Das andere, was mich an der Kanzlereignung zweifeln lässt, ist Söders Wendigkeit. Einer, der ihn seit Langem beobachtet, sagte vor ein paar Tagen zu mir den schönen Satz: „Söder ist immer nur so gut wie das Volk, das er regiert.“ Was bedeutet: Wenn das Volk eine Abbiegung ins Unanständige nimmt, dann ist er nicht der Mann, sich dem entgegenzustellen. Das unterscheidet ihn von Angela Merkel, bei der man trotz aller Umfragehörigkeit wusste, dass es einen Punkt gibt, an dem sie nicht mehr mitmachen würde.

Söder hat im kleinen Kreis erkennen lassen, dass er nur in die Schlacht zieht, wenn die CDU ihn will. Er hält sich für den besten Kandidaten, alles andere wäre bei einem, der sich das wichtigste Staatsamt zutraut, auch widernatürlich. Aber er will nicht enden wie Stoiber, der sich der Union aufdrängte und am Ende von ihr im Wahlkampf im Stich gelassen wurde. Also wird es davon abhängen, was für die CDU mehr zählt: der Stolz, bislang alle Kanzler der Union gestellt zu haben, oder der Blick auf die Umfragen.

Wie wichtig ist die Herkunft? Wir reden viel über Diversität und Vielfalt, aber es ist ganz grundsätzlich die Frage, ob Abstammung und Geburtsort für Söder bei der Kanzlerwahl nicht ein zu großes Handicap sind. Einerseits wird der Bayer an und für sich bewundert, auch wenn man sich das außerhalb nicht gerne eingesteht. Alles an Bayern glänzt: die Verwaltung, die Wirtschaft, der Himmel über den Alpen. Aber das heißt noch lange nicht, dass man einen aus Bayern deshalb im Rest der Republik ans Ruder lassen würde (auch wenn Söder Franke und Protestant ist und damit streng genommen gar kein richtiger Bayer).

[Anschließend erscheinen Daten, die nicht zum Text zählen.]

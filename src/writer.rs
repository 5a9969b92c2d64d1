use std::collections::HashSet;
use std::path::Path;

use anyhow::{Context, Result};
use lazy_static::lazy_static;
use regex::Regex;
use tracing::info;

use crate::matcher::MatchedChannels;
use crate::settings::{AnnouncementGroup, IpVersion, OutputSettings, RouteLabel};
use crate::template::{Taxonomy, GENRE_MARKER};

lazy_static! {
    static ref RE_IPV6_URL: Regex = Regex::new(r"^http://\[[0-9a-fA-F:]+\]").unwrap();
}

pub fn is_ipv6(url: &str) -> bool {
    RE_IPV6_URL.is_match(url)
}

/// URLs already emitted during one write pass.
#[derive(Debug, Default)]
pub struct WrittenUrls {
    seen: HashSet<String>,
}

impl WrittenUrls {
    pub fn new() -> Self {
        Self::default()
    }

    pub fn contains(&self, url: &str) -> bool {
        self.seen.contains(url)
    }

    /// Returns false when the url was already written.
    pub fn insert(&mut self, url: &str) -> bool {
        self.seen.insert(url.to_string())
    }

    pub fn len(&self) -> usize {
        self.seen.len()
    }

    pub fn is_empty(&self) -> bool {
        self.seen.is_empty()
    }
}

#[derive(Debug, Clone, PartialEq, Eq)]
pub struct RenderedPlaylists {
    pub m3u: String,
    pub txt: String,
    /// Channel lines emitted from the template, announcements excluded.
    pub channel_count: usize,
}

/// Stable partition by address family, preferred family first.
pub fn sort_by_family(urls: &[String], preference: IpVersion) -> Vec<String> {
    let mut sorted = urls.to_vec();
    sorted.sort_by_key(|url| match preference {
        IpVersion::Ipv6 => !is_ipv6(url),
        IpVersion::Ipv4 => is_ipv6(url),
    });
    sorted
}

/// Drops empty, already written and blacklisted urls, recording survivors.
pub fn filter_urls(urls: Vec<String>, written: &mut WrittenUrls, blacklist: &[String]) -> Vec<String> {
    let mut kept = Vec::new();
    for url in urls {
        if url.is_empty()
            || written.contains(&url)
            || blacklist.iter().any(|b| url.contains(b.as_str()))
        {
            continue;
        }
        written.insert(&url);
        kept.push(url);
    }
    kept
}

/// Replaces any existing `$...` parameter with the route suffix.
pub fn label_url(url: &str, index: usize, total: usize, style: RouteLabel) -> String {
    let family = if is_ipv6(url) { "IPV6" } else { "IPV4" };
    let suffix = if total == 1 {
        format!("$LR•{family}")
    } else {
        match style {
            RouteLabel::Plain => format!("$LR•{family}『线路{index}』"),
            RouteLabel::WithTotal => format!("$LR•{total}•{family}『线路{index}』"),
        }
    };
    let base = url.split_once('$').map_or(url, |(base, _)| base);
    format!("{base}{suffix}")
}

pub fn logo_url(template: &str, name: &str) -> String {
    template.replace("{name}", name)
}

pub fn m3u_header(epg_urls: &[String]) -> String {
    let urls = epg_urls
        .iter()
        .map(|u| format!("\"{u}\""))
        .collect::<Vec<_>>()
        .join(",");
    format!("#EXTM3U x-tvg-url={urls}\n")
}

pub fn extinf(index: usize, name: &str, logo: &str, category: &str) -> String {
    format!(
        "#EXTINF:-1 tvg-id=\"{index}\" tvg-name=\"{name}\" tvg-logo=\"{logo}\" group-title=\"{category}\",{name}\n"
    )
}

/// Serializes matched channels into m3u and txt text, announcements first.
pub fn render_playlists(
    matched: &MatchedChannels,
    taxonomy: &Taxonomy,
    output: &OutputSettings,
    announcements: &[AnnouncementGroup],
    today: &str,
) -> RenderedPlaylists {
    let mut m3u = m3u_header(&output.epg_urls);
    let mut txt = String::new();
    let mut written = WrittenUrls::new();
    let mut channel_count = 0;

    for group in announcements {
        txt.push_str(&format!("{},{GENRE_MARKER}\n", group.category));
        for announcement in &group.entries {
            let name = announcement.name.as_deref().unwrap_or(today);
            m3u.push_str(&extinf(1, name, &announcement.logo, &group.category));
            m3u.push_str(&format!("{}\n", announcement.url));
            txt.push_str(&format!("{},{}\n", name, announcement.url));
        }
    }

    for (category, specs) in taxonomy.iter() {
        txt.push_str(&format!("{category},{GENRE_MARKER}\n"));
        let Some(channels) = matched.get(category) else {
            continue;
        };

        for spec in specs {
            let name = spec.primary();
            let Some(candidates) = channels.get(name) else {
                continue;
            };

            let sorted = sort_by_family(candidates, output.ip_version_priority);
            let filtered = filter_urls(sorted, &mut written, &output.url_blacklist);
            let total = filtered.len();
            let logo = logo_url(&output.logo_url_template, name);

            for (i, url) in filtered.iter().enumerate() {
                let index = i + 1;
                let labeled = label_url(url, index, total, output.route_label);
                m3u.push_str(&extinf(index, name, &logo, category));
                m3u.push_str(&format!("{labeled}\n"));
                txt.push_str(&format!("{name},{labeled}\n"));
                channel_count += 1;
            }
        }
    }
    txt.push('\n');

    RenderedPlaylists {
        m3u,
        txt,
        channel_count,
    }
}

pub async fn write_playlists(rendered: &RenderedPlaylists, output: &OutputSettings) -> Result<()> {
    write_file(&output.m3u, &rendered.m3u).await?;
    write_file(&output.txt, &rendered.txt).await?;
    info!(
        "Wrote {} channel lines to {} and {}",
        rendered.channel_count,
        output.m3u.display(),
        output.txt.display()
    );
    Ok(())
}

pub(crate) async fn write_file(path: &Path, content: &str) -> Result<()> {
    tokio::fs::write(path, content)
        .await
        .with_context(|| format!("writing {}", path.display()))
}
#![allow(dead_code)]

use std::net::SocketAddr;
use std::time::Duration;

use axum::body::Body;
use axum::http::StatusCode;
use axum::response::{IntoResponse, Response};
use axum::routing::get;
use axum::Router;
use bytes::Bytes;
use iptv_merge::settings::SpeedTestSettings;

pub async fn spawn(app: Router) -> SocketAddr {
    let listener = tokio::net::TcpListener::bind("127.0.0.1:0").await.unwrap();
    let addr = listener.local_addr().unwrap();
    tokio::spawn(async move {
        axum::serve(listener, app).await.unwrap();
    });
    addr
}

/// An address nothing listens on.
pub fn closed_addr() -> SocketAddr {
    let listener = std::net::TcpListener::bind("127.0.0.1:0").unwrap();
    listener.local_addr().unwrap()
}

/// Never-ending body: `chunk` bytes every `every`.
pub fn endless_body(chunk: usize, every: Duration) -> Body {
    let stream = futures::stream::unfold((), move |_| async move {
        tokio::time::sleep(every).await;
        Some((Ok::<_, std::io::Error>(Bytes::from(vec![0u8; chunk])), ()))
    });
    Body::from_stream(stream)
}

async fn endless() -> Response {
    endless_body(64 * 1024, Duration::from_millis(5)).into_response()
}

async fn short() -> &'static str {
    "too short to measure"
}

async fn missing() -> StatusCode {
    StatusCode::NOT_FOUND
}

/// `/live/*` streams forever, `/short/*` ends at once, `/missing` is a 404.
pub fn stream_router() -> Router {
    Router::new()
        .route("/live/{name}", get(endless))
        .route("/short/{name}", get(short))
        .route("/missing", get(missing))
}

pub fn fast_speed_test() -> SpeedTestSettings {
    SpeedTestSettings {
        budget_ms: 300,
        trials: 2,
        timeout_secs: 2,
    }
}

Wenn sie eines in Bayern nicht beherrschen, dann, ihr Licht unter den Scheffel zu stellen. Bei jeder passenden und unpassenden Gelegenheit erinnern sie die ärmeren Verwandten daran, dass sie es sind, die am Ende die Zeche zahlen. Das entspricht durchaus der Realität, macht einen aber halt nicht beliebter. Wenn der arme Verwandte die Gelegenheit hat, es dem reichen Onkel heimzuzahlen, dann nutzt er diese in der Regel, auch wenn er sich selbst damit schadet.

Würden in der Politik nur Ratio und Verstand zählen, dann hätte längst ein Bayer das Land regieren müssen. Dass es bislang immer anders gekommen ist, sagt uns auch etwas über den Vernunftgrad von Politik.